Investigation continues into identity of suicide bomber at Bulgaria’s Bourgas Airport : Latest update
Investigations are continuing into the identity of the suicide bomber whose July 18 terrorist attack on Israeli tourists at Bulgaria’s Bourgas Airport led to seven deaths including his own and the injury of more than 30 people.
DNA material from the mutilated remains of the bomber was ready, and fingerprints had been taken, Bulgarian authorities said on July 19, and were being checked against databases.
Israeli media quoted a US official as having told the New York Times that the suicide bomber was a Hezbollah operative, acting ultimately on the orders ofIran, who carried out the bombing as revenge against assassination of Iranian nuclear scientists.Iran, however, already had denied complicity in the terrorist attack.
Bulgarian National Television reported on July 20 that the suicide bomber had stayed in the Black Sea resort towns of Ravda and Pomorie before the attack.
An eyewitness, the owner of a car hire firm in Pomorie where the bomber reportedly made a failed attempt to hire a car – the attempt failed because the car rental firm owner doubted the authenticity of his driving licence – described the man as speaking English with a foreign accent, perhaps an Arabic accent.
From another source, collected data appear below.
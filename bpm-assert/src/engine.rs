use std::{collections::BTreeMap, future::Future, sync::Arc};

use crate::{
    EventSubscription, EventSubscriptionQuery, Job, JobQuery, ProcessInstance, ProcessInstanceId,
    ProcessInstanceQuery, Result, Task, TaskQuery,
};

/// Read-only runtime query API of a process engine.
///
/// This is the only surface the assertions depend on. Implement it for an
/// adapter around your engine (REST client, embedded engine, test double);
/// the crate ships [`InMemoryEngine`](crate::memory::InMemoryEngine) behind the
/// `memory-engine` feature.
///
/// Every method reflects the engine state at the time of the call. Callers
/// never cache results across assertions.
///
/// Methods return futures but can be implemented as `async fn` directly.
/// No `#[async_trait]` macro is required.
pub trait ProcessEngine: Send + Sync {
    /// Name under which the engine is registered.
    fn name(&self) -> &str;

    /// Returns the running instance with the given id, or `None` once it has ended.
    fn process_instance(
        &self,
        id: &ProcessInstanceId,
    ) -> impl Future<Output = Result<Option<ProcessInstance>>> + Send {
        let query = ProcessInstanceQuery::new().with_process_instance_id(id);
        async move { Ok(self.process_instances(&query).await?.into_iter().next()) }
    }

    /// Returns all running instances matching the query.
    fn process_instances(
        &self,
        query: &ProcessInstanceQuery,
    ) -> impl Future<Output = Result<Vec<ProcessInstance>>> + Send;

    /// Returns all active event subscriptions matching the query.
    fn event_subscriptions(
        &self,
        query: &EventSubscriptionQuery,
    ) -> impl Future<Output = Result<Vec<EventSubscription>>> + Send;

    /// Returns the ids of activities the instance is currently waiting at.
    fn active_activity_ids(
        &self,
        id: &ProcessInstanceId,
    ) -> impl Future<Output = Result<Vec<String>>> + Send;

    /// Returns the ids of activities the instance has completed, in order.
    ///
    /// Returns `None` when the engine does not record activity history.
    fn passed_activity_ids(
        &self,
        id: &ProcessInstanceId,
    ) -> impl Future<Output = Result<Option<Vec<String>>>> + Send;

    /// Returns the process variables visible on the instance.
    fn variables(
        &self,
        id: &ProcessInstanceId,
    ) -> impl Future<Output = Result<BTreeMap<String, serde_json::Value>>> + Send;

    fn tasks(&self, query: &TaskQuery) -> impl Future<Output = Result<Vec<Task>>> + Send;

    fn jobs(&self, query: &JobQuery) -> impl Future<Output = Result<Vec<Job>>> + Send;
}

impl<E: ProcessEngine> ProcessEngine for Arc<E> {
    fn name(&self) -> &str {
        (**self).name()
    }

    fn process_instance(
        &self,
        id: &ProcessInstanceId,
    ) -> impl Future<Output = Result<Option<ProcessInstance>>> + Send {
        (**self).process_instance(id)
    }

    fn process_instances(
        &self,
        query: &ProcessInstanceQuery,
    ) -> impl Future<Output = Result<Vec<ProcessInstance>>> + Send {
        (**self).process_instances(query)
    }

    fn event_subscriptions(
        &self,
        query: &EventSubscriptionQuery,
    ) -> impl Future<Output = Result<Vec<EventSubscription>>> + Send {
        (**self).event_subscriptions(query)
    }

    fn active_activity_ids(
        &self,
        id: &ProcessInstanceId,
    ) -> impl Future<Output = Result<Vec<String>>> + Send {
        (**self).active_activity_ids(id)
    }

    fn passed_activity_ids(
        &self,
        id: &ProcessInstanceId,
    ) -> impl Future<Output = Result<Option<Vec<String>>>> + Send {
        (**self).passed_activity_ids(id)
    }

    fn variables(
        &self,
        id: &ProcessInstanceId,
    ) -> impl Future<Output = Result<BTreeMap<String, serde_json::Value>>> + Send {
        (**self).variables(id)
    }

    fn tasks(&self, query: &TaskQuery) -> impl Future<Output = Result<Vec<Task>>> + Send {
        (**self).tasks(query)
    }

    fn jobs(&self, query: &JobQuery) -> impl Future<Output = Result<Vec<Job>>> + Send {
        (**self).jobs(query)
    }
}
//! Resolving which engine backs the current test.
//!
//! Most tests own their engine and pass it straight to
//! [`ProcessEngineAssertions::new`](crate::ProcessEngineAssertions::new).
//! When engines are created elsewhere (a shared fixture, several engines in
//! one suite) register them in an [`EngineRegistry`] and let an
//! [`EngineBinding`] pick the one to use. Both are plain values owned by the
//! test, so parallel tests never observe each other's binding.
//!
//! # Example
//!
//! ```ignore
//! let mut registry = EngineRegistry::new();
//! registry.register(Arc::new(InMemoryEngine::default()));
//!
//! let mut binding = EngineBinding::new();
//! let engine = binding.engine(&registry)?;   // the single registered engine
//! let assertions = ProcessEngineAssertions::new(&engine);
//! ```

use std::{collections::BTreeMap, fmt, sync::Arc};

use crate::{Error, ProcessEngine, Result};

/// Engines known to a test suite, keyed by [`ProcessEngine::name`].
pub struct EngineRegistry<E: ProcessEngine> {
    engines: BTreeMap<String, Arc<E>>,
}

impl<E: ProcessEngine> fmt::Debug for EngineRegistry<E> {
    fn fmt(&self, f: &mut fmt::Formatter<'_>) -> fmt::Result {
        f.debug_struct("EngineRegistry")
            .field("engines", &self.engines.keys().collect::<Vec<_>>())
            .finish()
    }
}

impl<E: ProcessEngine> Default for EngineRegistry<E> {
    fn default() -> Self {
        Self::new()
    }
}

impl<E: ProcessEngine> EngineRegistry<E> {
    pub fn new() -> Self {
        Self {
            engines: BTreeMap::new(),
        }
    }

    /// Register an engine under its name, replacing any engine with the same name.
    ///
    /// Returns the replaced engine, if any.
    pub fn register(&mut self, engine: Arc<E>) -> Option<Arc<E>> {
        let name = engine.name().to_string();
        tracing::debug!(engine = %name, "registering process engine");
        self.engines.insert(name, engine)
    }

    pub fn unregister(&mut self, name: &str) -> Option<Arc<E>> {
        self.engines.remove(name)
    }

    pub fn get(&self, name: &str) -> Option<Arc<E>> {
        self.engines.get(name).cloned()
    }

    pub fn len(&self) -> usize {
        self.engines.len()
    }

    pub fn is_empty(&self) -> bool {
        self.engines.is_empty()
    }

    /// Returns the registered engine if it is the only one.
    fn single(&self) -> Option<Arc<E>> {
        match self.engines.len() {
            1 => self.engines.values().next().cloned(),
            _ => None,
        }
    }
}

/// The engine bound to the current test.
pub struct EngineBinding<E: ProcessEngine> {
    bound: Option<Arc<E>>,
}

impl<E: ProcessEngine> fmt::Debug for EngineBinding<E> {
    fn fmt(&self, f: &mut fmt::Formatter<'_>) -> fmt::Result {
        f.debug_struct("EngineBinding")
            .field("bound", &self.bound.as_ref().map(|e| e.name().to_string()))
            .finish()
    }
}

impl<E: ProcessEngine> Default for EngineBinding<E> {
    fn default() -> Self {
        Self::new()
    }
}

impl<E: ProcessEngine> EngineBinding<E> {
    pub fn new() -> Self {
        Self { bound: None }
    }

    /// Bind an engine explicitly. Takes precedence over registry lookup.
    pub fn init(&mut self, engine: Arc<E>) {
        self.bound = Some(engine);
    }

    /// Clear the binding, returning to the state before the first `init`.
    pub fn reset(&mut self) {
        self.bound = None;
    }

    pub fn is_bound(&self) -> bool {
        self.bound.is_some()
    }

    /// Resolve the engine for this test.
    ///
    /// Returns the explicitly bound engine if there is one. Otherwise, if
    /// exactly one engine is registered, binds and returns it.
    ///
    /// # Errors
    ///
    /// [`Error::IllegalState`] when nothing is bound and the registry holds
    /// zero or several engines.
    pub fn engine(&mut self, registry: &EngineRegistry<E>) -> Result<Arc<E>> {
        if let Some(engine) = &self.bound {
            return Ok(engine.clone());
        }
        if let Some(engine) = registry.single() {
            tracing::debug!(engine = %engine.name(), "binding the only registered process engine");
            self.bound = Some(engine.clone());
            return Ok(engine);
        }
        let message = match registry.len() {
            0 => "No ProcessEngine found to be registered with EngineRegistry!".to_string(),
            n => format!("{n} ProcessEngines initialized. Call EngineBinding::init first!"),
        };
        Err(Error::illegal_state(message))
    }
}
//! In-memory [`DocumentApi`] for tests

use std::collections::VecDeque;
use std::time::Duration;

use async_trait::async_trait;
use chrono::{TimeZone, Utc};
use parking_lot::Mutex;
use tokio::time::Instant;

use super::client::DocumentApi;
use super::types::{Annotation, DocumentRecord, DocumentUpdate, NewAnnotation};
use crate::error::{ClientError, Result};

#[derive(Default)]
pub(crate) struct FakeState {
    pub document: Option<DocumentRecord>,
    pub annotations: Vec<Annotation>,
    pub created: Vec<NewAnnotation>,
    /// Every save, stamped with the (possibly paused) tokio clock
    pub updates: Vec<(Instant, DocumentUpdate)>,
    /// Per-save response delays, consumed in order
    pub update_delays: VecDeque<Duration>,
    /// Per-save failure flags, consumed in order
    pub update_failures: VecDeque<bool>,
    pub fail_list: bool,
    pub fail_create: bool,
    pub list_calls: usize,
    pub favorite_calls: Vec<bool>,
    pub deleted: bool,
}

#[derive(Default)]
pub(crate) struct FakeApi {
    pub state: Mutex<FakeState>,
}

pub(crate) fn record(id: &str, title: &str, content: &str, html: Option<&str>) -> DocumentRecord {
    DocumentRecord {
        id: id.to_string(),
        title: title.to_string(),
        content: content.to_string(),
        content_html: html.map(str::to_string),
        current_version: 1,
        updated_at: Utc.with_ymd_and_hms(2024, 1, 1, 0, 0, 0).unwrap(),
        is_favorited: false,
    }
}

pub(crate) fn annotation(id: &str, content: &str, anchor: Option<&str>) -> Annotation {
    Annotation {
        id: id.to_string(),
        author_name: Some("Mina".to_string()),
        content: content.to_string(),
        created_at: Utc.with_ymd_and_hms(2024, 1, 1, 0, 0, 0).unwrap(),
        anchor_text: anchor.map(str::to_string),
    }
}

impl FakeApi {
    pub fn with_document(document: DocumentRecord) -> Self {
        let api = Self::default();
        api.state.lock().document = Some(document);
        api
    }

    fn server_error() -> ClientError {
        ClientError::Api {
            status: 500,
            detail: "Internal error".to_string(),
        }
    }
}

#[async_trait]
impl DocumentApi for FakeApi {
    async fn get_document(&self, _document_id: &str) -> Result<DocumentRecord> {
        self.state.lock().document.clone().ok_or(ClientError::Api {
            status: 404,
            detail: "Document not found".to_string(),
        })
    }

    async fn update_document(&self, document_id: &str, update: &DocumentUpdate) -> Result<DocumentRecord> {
        // Applied on arrival; the delay only holds back the response
        let (delay, outcome) = {
            let mut state = self.state.lock();
            state.updates.push((Instant::now(), update.clone()));
            let delay = state.update_delays.pop_front().unwrap_or_default();
            if state.update_failures.pop_front().unwrap_or(false) {
                (delay, None)
            } else {
                let version = state.updates.len() as i64 + 1;
                let mut saved = state
                    .document
                    .clone()
                    .unwrap_or_else(|| record(document_id, "", "", None));
                saved.title = update.title.clone();
                saved.content = update.content.clone();
                saved.current_version = version;
                state.document = Some(saved.clone());
                (delay, Some(saved))
            }
        };

        tokio::time::sleep(delay).await;
        outcome.ok_or_else(Self::server_error)
    }

    async fn delete_document(&self, _document_id: &str) -> Result<()> {
        self.state.lock().deleted = true;
        Ok(())
    }

    async fn list_annotations(&self, _document_id: &str) -> Result<Vec<Annotation>> {
        let mut state = self.state.lock();
        state.list_calls += 1;
        if state.fail_list {
            return Err(Self::server_error());
        }
        Ok(state.annotations.clone())
    }

    async fn create_annotation(&self, _document_id: &str, annotation: &NewAnnotation) -> Result<Annotation> {
        let mut state = self.state.lock();
        if state.fail_create {
            return Err(Self::server_error());
        }
        state.created.push(annotation.clone());
        let created = Annotation {
            id: format!("c-{}", state.annotations.len() + 1),
            author_name: Some("Mina".to_string()),
            content: annotation.content.clone(),
            created_at: Utc::now(),
            anchor_text: annotation.anchor_text.clone(),
        };
        state.annotations.push(created.clone());
        Ok(created)
    }

    async fn add_favorite(&self, _document_id: &str) -> Result<()> {
        self.state.lock().favorite_calls.push(true);
        Ok(())
    }

    async fn remove_favorite(&self, _document_id: &str) -> Result<()> {
        self.state.lock().favorite_calls.push(false);
        Ok(())
    }
}
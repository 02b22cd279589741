//! Configuration management for the notebook client

use serde::Deserialize;
use std::env;
use std::path::PathBuf;
use std::time::Duration;

#[derive(Debug, Clone, Deserialize)]
pub struct ClientConfig {
    pub api: ApiConfig,
    pub autosave: AutosaveConfig,
    pub anchors: AnchorConfig,
    pub highlights: HighlightSettings,
    pub preferences_path: PathBuf,
}

#[derive(Debug, Clone, Deserialize)]
pub struct ApiConfig {
    /// Scheme and host, e.g. `http://localhost:8000`
    pub base_url: String,
    /// Deployment prefix in front of `/api/v1`, empty for local development
    pub root_path: String,
    /// Bearer token attached to every request
    pub token: Option<String>,
}

#[derive(Debug, Clone, Deserialize)]
pub struct AutosaveConfig {
    pub debounce_ms: u64,
}

#[derive(Debug, Clone, Deserialize)]
pub struct AnchorConfig {
    /// UTF-16 code units of the anchor used for persistent matching
    pub prefix_units: usize,
    /// UTF-16 code units used for hover previews
    pub preview_prefix_units: usize,
}

#[derive(Debug, Clone, Deserialize)]
pub struct HighlightSettings {
    pub default_color: String,
    pub pulse_ms: u64,
}

impl AutosaveConfig {
    pub fn delay(&self) -> Duration {
        Duration::from_millis(self.debounce_ms)
    }
}

impl HighlightSettings {
    pub fn pulse(&self) -> Duration {
        Duration::from_millis(self.pulse_ms)
    }
}

impl ApiConfig {
    /// Base of every API path
    pub fn api_root(&self) -> String {
        format!(
            "{}{}/api/v1",
            self.base_url.trim_end_matches('/'),
            self.root_path.trim_end_matches('/')
        )
    }
}

impl Default for ApiConfig {
    fn default() -> Self {
        ApiConfig {
            base_url: "http://localhost:8000".to_string(),
            root_path: String::new(),
            token: None,
        }
    }
}

impl Default for AutosaveConfig {
    fn default() -> Self {
        AutosaveConfig { debounce_ms: 2000 }
    }
}

impl Default for AnchorConfig {
    fn default() -> Self {
        AnchorConfig {
            prefix_units: 80,
            preview_prefix_units: 50,
        }
    }
}

impl Default for HighlightSettings {
    fn default() -> Self {
        HighlightSettings {
            default_color: "#fff59d".to_string(),
            pulse_ms: 2000,
        }
    }
}

impl Default for ClientConfig {
    fn default() -> Self {
        ClientConfig {
            api: ApiConfig::default(),
            autosave: AutosaveConfig::default(),
            anchors: AnchorConfig::default(),
            highlights: HighlightSettings::default(),
            preferences_path: PathBuf::from("./notebook-preferences.json"),
        }
    }
}

impl ClientConfig {
    /// Build configuration from the environment, falling back to defaults
    /// for anything unset or unparsable.
    pub fn from_env() -> Self {
        let defaults = ClientConfig::default();

        ClientConfig {
            api: ApiConfig {
                base_url: env::var("NOTEBOOK_API_URL").unwrap_or(defaults.api.base_url),
                root_path: env::var("NOTEBOOK_ROOT_PATH").unwrap_or_default(),
                token: env::var("NOTEBOOK_API_TOKEN").ok().filter(|t| !t.is_empty()),
            },
            autosave: AutosaveConfig {
                debounce_ms: parse_var("NOTEBOOK_AUTOSAVE_DELAY_MS")
                    .unwrap_or(defaults.autosave.debounce_ms),
            },
            anchors: AnchorConfig {
                prefix_units: parse_var("NOTEBOOK_ANCHOR_PREFIX")
                    .unwrap_or(defaults.anchors.prefix_units),
                preview_prefix_units: parse_var("NOTEBOOK_PREVIEW_PREFIX")
                    .unwrap_or(defaults.anchors.preview_prefix_units),
            },
            highlights: HighlightSettings {
                default_color: defaults.highlights.default_color,
                pulse_ms: parse_var("NOTEBOOK_PULSE_MS").unwrap_or(defaults.highlights.pulse_ms),
            },
            preferences_path: env::var("NOTEBOOK_PREFERENCES_PATH")
                .map(PathBuf::from)
                .unwrap_or(defaults.preferences_path),
        }
    }
}

fn parse_var<T: std::str::FromStr>(key: &str) -> Option<T> {
    env::var(key).ok().and_then(|v| v.trim().parse().ok())
}
//! Overlay spans layered over the immutable text runs

use serde::Serialize;

use crate::error::{ClientError, Result};
use crate::html::RenderedText;

/// Kind of marker an overlay span renders as
#[derive(Debug, Clone, Copy, PartialEq, Eq, PartialOrd, Ord, Hash, Serialize)]
#[serde(rename_all = "lowercase")]
pub enum MarkerKind {
    /// Rebuilt on every load for each annotation whose anchor resolves
    Persistent,
    /// Interactive highlight of the current selection
    Manual,
    /// Hover/preview marker, at most one live
    Ephemeral,
}

/// One marker span inside a single run (byte offsets)
#[derive(Debug, Clone, PartialEq, Eq, Serialize)]
pub struct OverlaySpan {
    #[serde(rename = "annotationId", skip_serializing_if = "Option::is_none")]
    pub annotation_id: Option<String>,
    pub run: usize,
    pub start: usize,
    pub end: usize,
    pub kind: MarkerKind,
    #[serde(skip_serializing_if = "Option::is_none")]
    pub color: Option<String>,
    /// Application order, used to break ties when spans nest
    pub seq: u64,
}

impl OverlaySpan {
    /// Key that fixes nesting: outer spans first
    pub(crate) fn nesting_key(&self) -> (usize, std::cmp::Reverse<usize>, MarkerKind, u64) {
        (self.start, std::cmp::Reverse(self.end), self.kind, self.seq)
    }

    /// (run, start, end, annotation id) used to compare marker sets
    pub fn triple(&self) -> (usize, usize, usize, Option<&str>) {
        (self.run, self.start, self.end, self.annotation_id.as_deref())
    }

    /// Check that the span can be placed on the current text
    pub fn validate(&self, rendered: &RenderedText) -> Result<()> {
        let run = rendered.run(self.run).ok_or_else(|| {
            ClientError::StructuralConflict(format!("run {} does not exist", self.run))
        })?;

        if self.start > self.end {
            return Err(ClientError::StructuralConflict(format!(
                "inverted span {}..{}",
                self.start, self.end
            )));
        }
        if self.end > run.text.len() {
            return Err(ClientError::StructuralConflict(format!(
                "span end {} past run {} of length {}",
                self.end,
                self.run,
                run.text.len()
            )));
        }
        if !run.text.is_char_boundary(self.start) || !run.text.is_char_boundary(self.end) {
            return Err(ClientError::StructuralConflict(format!(
                "span {}..{} splits a character",
                self.start, self.end
            )));
        }
        Ok(())
    }
}

/// All marker spans of a document view
#[derive(Debug, Clone, Default)]
pub struct Overlay {
    spans: Vec<OverlaySpan>,
    next_seq: u64,
}

impl Overlay {
    pub fn new() -> Self {
        Self::default()
    }

    pub fn spans(&self) -> &[OverlaySpan] {
        &self.spans
    }

    pub fn spans_of(&self, kind: MarkerKind) -> impl Iterator<Item = &OverlaySpan> {
        self.spans.iter().filter(move |s| s.kind == kind)
    }

    pub fn len(&self) -> usize {
        self.spans.len()
    }

    pub fn is_empty(&self) -> bool {
        self.spans.is_empty()
    }

    pub(crate) fn push(
        &mut self,
        kind: MarkerKind,
        annotation_id: Option<&str>,
        run: usize,
        start: usize,
        end: usize,
        color: Option<&str>,
    ) -> &OverlaySpan {
        self.next_seq += 1;
        self.spans.push(OverlaySpan {
            annotation_id: annotation_id.map(str::to_string),
            run,
            start,
            end,
            kind,
            color: color.map(str::to_string),
            seq: self.next_seq,
        });
        &self.spans[self.spans.len() - 1]
    }

    /// Remove every span of one kind, returning how many went away
    pub(crate) fn clear_kind(&mut self, kind: MarkerKind) -> usize {
        let before = self.spans.len();
        self.spans.retain(|s| s.kind != kind);
        before - self.spans.len()
    }

    pub fn clear(&mut self) {
        self.spans.clear();
    }
}
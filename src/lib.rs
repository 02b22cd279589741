//! Notebook Client Library
//!
//! Client-side engine of the notebook platform. The binary in main.rs is a
//! thin CLI over it.
//!
//! # Modules
//!
//! - `anchor`: anchor resolution and selection capture
//! - `highlights`: marker overlay over the rendered text
//! - `html`: text runs, marker compositing, sanitization
//! - `annotations`: comment panel load and create pipeline
//! - `editor`: pending edits and debounced autosave
//! - `session`: per-document view state

pub mod anchor;
pub mod annotations;
pub mod api;
pub mod config;
pub mod editor;
pub mod error;
pub mod highlights;
pub mod html;
pub mod notices;
pub mod preferences;
pub mod session;

pub use error::{ClientError, Result};
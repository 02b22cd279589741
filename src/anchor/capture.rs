//! Selection capture for comment anchors

use crate::html::{RenderedText, TextSelection};

use super::resolver::utf16_prefix;

/// Characters of the selection echoed into the comment input
const PREFILL_UNITS: usize = 50;

/// The selection pending for the next comment
#[derive(Debug, Clone, PartialEq, Eq)]
pub struct Capture {
    /// Exact selected string, becomes the anchor text
    pub text: String,
    /// Live range, only used for the immediate preview
    pub range: TextSelection,
}

/// Holds at most one pending capture
#[derive(Debug, Default)]
pub struct SelectionCapture {
    current: Option<Capture>,
}

impl SelectionCapture {
    pub fn new() -> Self {
        Self::default()
    }

    /// Capture `range` from the rendered text, replacing any earlier capture.
    ///
    /// Returns `None` (and keeps the earlier capture) when the range does
    /// not map onto the text or selects only whitespace.
    pub fn capture(&mut self, rendered: &RenderedText, range: TextSelection) -> Option<&Capture> {
        let text = rendered.slice(&range)?;
        if text.trim().is_empty() {
            return None;
        }

        self.current = Some(Capture { text, range });
        self.current.as_ref()
    }

    pub fn current(&self) -> Option<&Capture> {
        self.current.as_ref()
    }

    /// Anchor text for the next submission
    pub fn anchor_text(&self) -> Option<&str> {
        self.current.as_ref().map(|c| c.text.as_str())
    }

    pub fn clear(&mut self) {
        self.current = None;
    }
}

impl Capture {
    /// Comment input prefill: the quoted start of the selection
    pub fn prefill(&self) -> String {
        let head = utf16_prefix(&self.text, PREFILL_UNITS);
        let ellipsis = if head.len() < self.text.len() { "..." } else { "" };
        format!("\"{}{}\" - ", head, ellipsis)
    }
}

#[cfg(test)]
mod tests {
    use super::*;
    use crate::html::TextPosition;

    fn rendered() -> RenderedText {
        RenderedText::from_html("<p>alpha beta</p><p>gamma</p>").unwrap()
    }

    #[test]
    fn test_capture_records_text_and_range() {
        let rendered = rendered();
        let mut capture = SelectionCapture::new();
        let range = TextSelection::within_run(0, 0, 5);

        let captured = capture.capture(&rendered, range).unwrap();
        assert_eq!(captured.text, "alpha");
        assert_eq!(captured.range, range);
        assert_eq!(capture.anchor_text(), Some("alpha"));
    }

    #[test]
    fn test_new_capture_replaces_previous() {
        let rendered = rendered();
        let mut capture = SelectionCapture::new();
        capture.capture(&rendered, TextSelection::within_run(0, 0, 5));
        capture.capture(&rendered, TextSelection::within_run(1, 0, 5));

        assert_eq!(capture.anchor_text(), Some("gamma"));
    }

    #[test]
    fn test_whitespace_selection_is_ignored() {
        let rendered = rendered();
        let mut capture = SelectionCapture::new();
        capture.capture(&rendered, TextSelection::within_run(0, 0, 5));

        assert!(capture
            .capture(&rendered, TextSelection::within_run(0, 5, 6))
            .is_none());
        assert_eq!(capture.anchor_text(), Some("alpha"));
    }

    #[test]
    fn test_multi_run_capture() {
        let rendered = rendered();
        let mut capture = SelectionCapture::new();
        let range = TextSelection::new(TextPosition::new(0, 6), TextPosition::new(1, 3));
        assert_eq!(capture.capture(&rendered, range).unwrap().text, "betagam");
    }

    #[test]
    fn test_prefill() {
        let short = Capture {
            text: "alpha".to_string(),
            range: TextSelection::within_run(0, 0, 5),
        };
        assert_eq!(short.prefill(), "\"alpha\" - ");

        let long = Capture {
            text: "w".repeat(60),
            range: TextSelection::within_run(0, 0, 60),
        };
        assert_eq!(long.prefill(), format!("\"{}...\" - ", "w".repeat(50)));
    }
}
Even though a video grab said by Bulgaria’s Interior Ministry to be of the suicide bomber shows a man with long hair, the car hire firm owner said that the person who had attempted to hire the car had short hair, even though his driving licence depicted him with long hair.
On the day of the attack, Bulgarian authorities said that a fakeMichigandriving licence was found on the corpse of the bomber.
The taxi driver who had taken the bomber to Bourgas Airport had been identified, Bourgas district prosecutor Kalina Chapkanova told Bulgarian National Television.
Bulgarian authorities do not yet know precisely when the bomber entered the country, with estimates ranging from four to seven days. Earlier reports said that he had been in Bulgaria just a few days before the terrorist attack.
Chapkanova said that there was no evidence of a “Bulgarian connection”. “We have no evidence of his nationality and no information about people who helped him,” she said.
Media reports on July 19 that the bomber was a Swedish national of Algerian and Finnish descent, a former Guantanamo Bay prisoner named Mehdi Geza, have been denied by Sweden and by Bulgarian Interior Minister Tsvetan Tsvetanov.
At a news conference on July 20, Tsvetanov said that the possibility that the bomber may have had an accomplice had not been ruled out.
He said that he expected that details of the type of explosive used in the attack could be established later on July 20.
Tsvetanov said that it was essential to liaise with other special services because the attacker had not been a Bulgarian citizen.
An Interpol team was due to arrive in Bulgaria to assist. The team was to include experts in various fields from the United States, Switzerland and France.